Holding any lock whilst making the up-call into Java would be very risky. To make it unacceptably risky you need to realize that the Thread constructor invokes methods on the installed SecurityManager, and these are non-final methods and so to all intents and purposes, we could end up executing application-defined code, which could do anything.
(c) have the Thread object construction performed by the VM thread and hand it back to the native thread
This is certainly possible, but the performance implications make it impractical. For a point of reference: asking the VMThread to obtain the stracktrace of the current thread is 10X slower than getting the current thread's stacktrace directly. We do not want to bring the VM to a safepoint each time JNI_AttachCurrentThread is called.
(d) allow the native thread to temporarily impersonate an existing fully-initialized Thread
When the VM is created we create a java.lang.Thread object with a valid name (eg "jni_attaching_thread") and TID. Instead of binding the JavaThread with the newly allocated Thread object we bind it with this pre-existing object for the duration of the constructor call. (Note the preexisting Thread would have to satisfy the "parent" role that the Thread constructor expects.) After the constructor we re-bind the JavaThread to the now fully constructed new Thread.
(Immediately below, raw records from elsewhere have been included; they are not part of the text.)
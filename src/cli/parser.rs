//! Command-line argument parsing.
//!
//! Defines the CLI structure using clap derive macros.

use clap::{ArgAction, Parser, Subcommand};
use std::path::PathBuf;

/// Default location of the knowledge index snapshot.
pub const DEFAULT_INDEX_PATH: &str = ".luxe/knowledge.db";

/// luxe-assist: customer-service assistant for a home-decor store.
///
/// Indexes product and FAQ knowledge, and answers customer messages with
/// an LLM agent that can search knowledge, track orders, start returns,
/// suggest decor and hand customers over to the sales team.
#[derive(Parser, Debug)]
#[command(name = "luxe-assist")]
#[command(version, about, long_about = None)]
#[command(propagate_version = true)]
pub struct Cli {
    /// Path to the knowledge index snapshot.
    ///
    /// Defaults to `.luxe/knowledge.db` in the current directory.
    #[arg(long, env = "LUXE_INDEX_PATH", global = true)]
    pub index_path: Option<PathBuf>,

    /// Directory (or file) of knowledge sources to ingest.
    #[arg(long, env = "LUXE_KNOWLEDGE_DIR", global = true)]
    pub knowledge_dir: Option<PathBuf>,

    /// Increase log verbosity (-v info, -vv debug, -vvv trace).
    #[arg(short, long, action = ArgAction::Count, global = true)]
    pub verbose: u8,

    /// Output format (text, json).
    #[arg(long, default_value = "text", global = true)]
    pub format: String,

    /// The subcommand to execute.
    #[command(subcommand)]
    pub command: Commands,
}

/// Available CLI commands.
#[derive(Subcommand, Debug)]
pub enum Commands {
    /// Build the knowledge index from product and FAQ files.
    ///
    /// Reads `.json` (array or object) and `.jsonl` files, replaces the
    /// index and writes the snapshot.
    #[command(after_help = r#"Examples:
  luxe-assist ingest data/knowledge                   # Index a directory
  luxe-assist ingest catalog.json                     # Index a single file
  luxe-assist --knowledge-dir data/knowledge ingest   # Use the configured directory
"#)]
    Ingest {
        /// Directory or file to ingest (defaults to --knowledge-dir).
        path: Option<PathBuf>,
    },

    /// Search the knowledge index.
    #[command(after_help = r#"Examples:
  luxe-assist search "return policy"                  # Top 5 documents
  luxe-assist search "sofa" --type product -n 3       # Products only
  luxe-assist search "rug" --category Rugs
  luxe-assist --format json search "delivery" | jq '.[].id'
"#)]
    Search {
        /// Search query text.
        query: String,

        /// Maximum number of results.
        #[arg(short = 'n', long, default_value = "5")]
        n_results: usize,

        /// Restrict to a document type (product, faq).
        #[arg(short = 't', long = "type")]
        document_type: Option<String>,

        /// Restrict to an exact category.
        #[arg(short, long)]
        category: Option<String>,
    },

    /// Show knowledge index status.
    Status,

    /// Send one message to the assistant.
    #[command(after_help = r#"Examples:
  luxe-assist chat "Where is my order ORD-87654?"
  luxe-assist chat "What is your return policy?" --format json
  LUXE_PROVIDER=groq GROQ_API_KEY=gsk-... luxe-assist chat "Suggest a rug for my living room"
"#)]
    Chat {
        /// The customer's message.
        message: String,

        #[command(flatten)]
        agent: AgentArgs,
    },

    /// Interactive conversation with the assistant (type `exit` to quit).
    Repl {
        #[command(flatten)]
        agent: AgentArgs,
    },

    /// Write the default prompt templates for customization.
    InitPrompts {
        /// Target directory (defaults to `~/.config/luxe-assist/prompts`).
        #[arg(long)]
        dir: Option<PathBuf>,
    },

    /// Start MCP (Model Context Protocol) server.
    #[cfg(feature = "mcp")]
    #[command(subcommand)]
    Mcp(McpCommands),
}

/// Assistant options shared by `chat` and `repl`.
#[derive(clap::Args, Debug, Clone, Default)]
pub struct AgentArgs {
    /// Session to continue.
    #[arg(short, long)]
    pub session: Option<String>,

    /// Completion provider (openai, groq).
    #[arg(long)]
    pub provider: Option<String>,

    /// Model identifier.
    #[arg(long)]
    pub model: Option<String>,

    /// API key for the completion provider.
    #[arg(long)]
    pub api_key: Option<String>,

    /// Maximum tool-calling rounds per message.
    #[arg(long)]
    pub max_iterations: Option<usize>,

    /// Time budget per message, in seconds.
    #[arg(long)]
    pub max_execution_secs: Option<u64>,

    /// Directory containing prompt template files.
    #[arg(long)]
    pub prompt_dir: Option<PathBuf>,

    /// Show the tool steps taken for each answer.
    #[arg(long)]
    pub show_steps: bool,
}

/// MCP server transport options.
#[cfg(feature = "mcp")]
#[derive(Subcommand, Debug)]
pub enum McpCommands {
    /// Start MCP server with stdio transport.
    ///
    /// Reads JSON-RPC messages from stdin, writes responses to stdout.
    #[command(after_help = r#"Examples:
  luxe-assist mcp stdio                          # Start stdio MCP server
  OPENAI_API_KEY=sk-... luxe-assist mcp stdio    # With API key
"#)]
    Stdio,

    /// Start MCP server with streamable HTTP transport.
    #[command(after_help = r#"Examples:
  luxe-assist mcp http                           # Listen on 127.0.0.1:3000
  luxe-assist mcp http --host 0.0.0.0 --port 8080
"#)]
    Http {
        /// Host address to bind to.
        #[arg(long, default_value = "127.0.0.1")]
        host: String,

        /// Port to listen on.
        #[arg(long, default_value = "3000")]
        port: u16,
    },
}

impl Cli {
    /// Returns the index snapshot path, using the default if not specified.
    #[must_use]
    pub fn get_index_path(&self) -> PathBuf {
        self.index_path
            .clone()
            .unwrap_or_else(|| PathBuf::from(DEFAULT_INDEX_PATH))
    }
}

#[cfg(test)]
#[allow(clippy::panic)]
mod tests {
    use super::*;
    use clap::CommandFactory;

    #[test]
    fn test_cli_parse() {
        Cli::command().debug_assert();
    }

    #[test]
    fn test_default_index_path() {
        let cli = Cli {
            index_path: None,
            knowledge_dir: None,
            verbose: 0,
            format: "text".to_string(),
            command: Commands::Status,
        };
        assert_eq!(cli.get_index_path(), PathBuf::from(DEFAULT_INDEX_PATH));
    }

    #[test]
    fn test_search_arguments() {
        let cli = Cli::try_parse_from([
            "luxe-assist",
            "-vv",
            "--index-path",
            "/tmp/k.db",
            "search",
            "sofa",
            "--type",
            "product",
            "-n",
            "3",
        ])
        .unwrap_or_else(|e| panic!("parse: {e}"));
        assert_eq!(cli.verbose, 2);
        assert_eq!(cli.get_index_path(), PathBuf::from("/tmp/k.db"));
        let Commands::Search {
            query,
            n_results,
            document_type,
            category,
        } = cli.command
        else {
            panic!("expected search");
        };
        assert_eq!(query, "sofa");
        assert_eq!(n_results, 3);
        assert_eq!(document_type.as_deref(), Some("product"));
        assert!(category.is_none());
    }

    #[test]
    fn test_chat_arguments() {
        let cli = Cli::try_parse_from([
            "luxe-assist",
            "chat",
            "hello",
            "--session",
            "abc",
            "--provider",
            "groq",
        ])
        .unwrap_or_else(|e| panic!("parse: {e}"));
        let Commands::Chat { message, agent } = cli.command else {
            panic!("expected chat");
        };
        assert_eq!(message, "hello");
        assert_eq!(agent.session.as_deref(), Some("abc"));
        assert_eq!(agent.provider.as_deref(), Some("groq"));
    }
}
This seems doable. The problem is dealing with concurrent JNI_AttachCurrentThread calls. If the pre-initialized Thread is shared then we need to serialize JNI_AttachCurrentThread by taking a lock. This is less risky for a dedicated lock than using the ThreadList lock, but still holds some risk. There are also performance implications if we serialize JNI_Attach_CurrentThread
(e) patch the library code to skip Threads with default initialized fields (in this case have the ThreadMXBean ignore any thread with a TID of zero)
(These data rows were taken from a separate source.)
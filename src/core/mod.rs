//! Core domain types shared by the knowledge store, sessions and the agent.

pub mod document;
pub mod turn;

pub use document::{Document, DocumentMetadata, SourceKind, derive_id, faq_text, product_text};
pub use turn::{Turn, TurnRole};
A simple and immediate fix, but probably short-sighted. It would probably comes as a surprise to most library developers that they might encounter partly initialized Thread objects, and it seems likely that other bugs like this exist in library code.
(f) hide the partly initialized thread from those parts of the system that might fail if they encounter a partly initialized Thread
The list of JavaThreads is obtained using the ThreadsListEnumerator, and this gets used by three clients:
- the Thread class (getAllStackTraces()) and ThreadMXbean class - both via JVM_GetAllThreads; and
- JVMTI via JVMTIEnv::GetAllThreads
We could add state to JavaThread that tracks if the thread "is attaching", the enumerator could then skip threads that are attaching.
This solution would be the obvious choice if not for one thing: the attaching thread might be a thread of interest to Thread.getAllStackTraces, or the JVMTI client. The reason being that, as stated previously, the thread could end up executing arbitrary application code via the Thread constructor and its calls to the SecurityManager; further the thread may hold monitor locks due to calls on ThreadGroup and/or SecurityManager. Note: VM operations like dumping stacks, tracing deadlocks etc do not use the ThreadsListEnumerator so would have direct control over the threads they see - and must take care to watch for things like NULL thread names.
I think (f) is the way to proceed, but it requires feedback from the MMX, Thread and JVMTI folk as to whether this change in behaviour would be acceptable. The MMX folk should be okay with the change as they are the ones getting the exception because of this. JVMTI might be more concerned, but note that during the constructor call the JVMTI "thread started" events have not been posted for this thread anyway.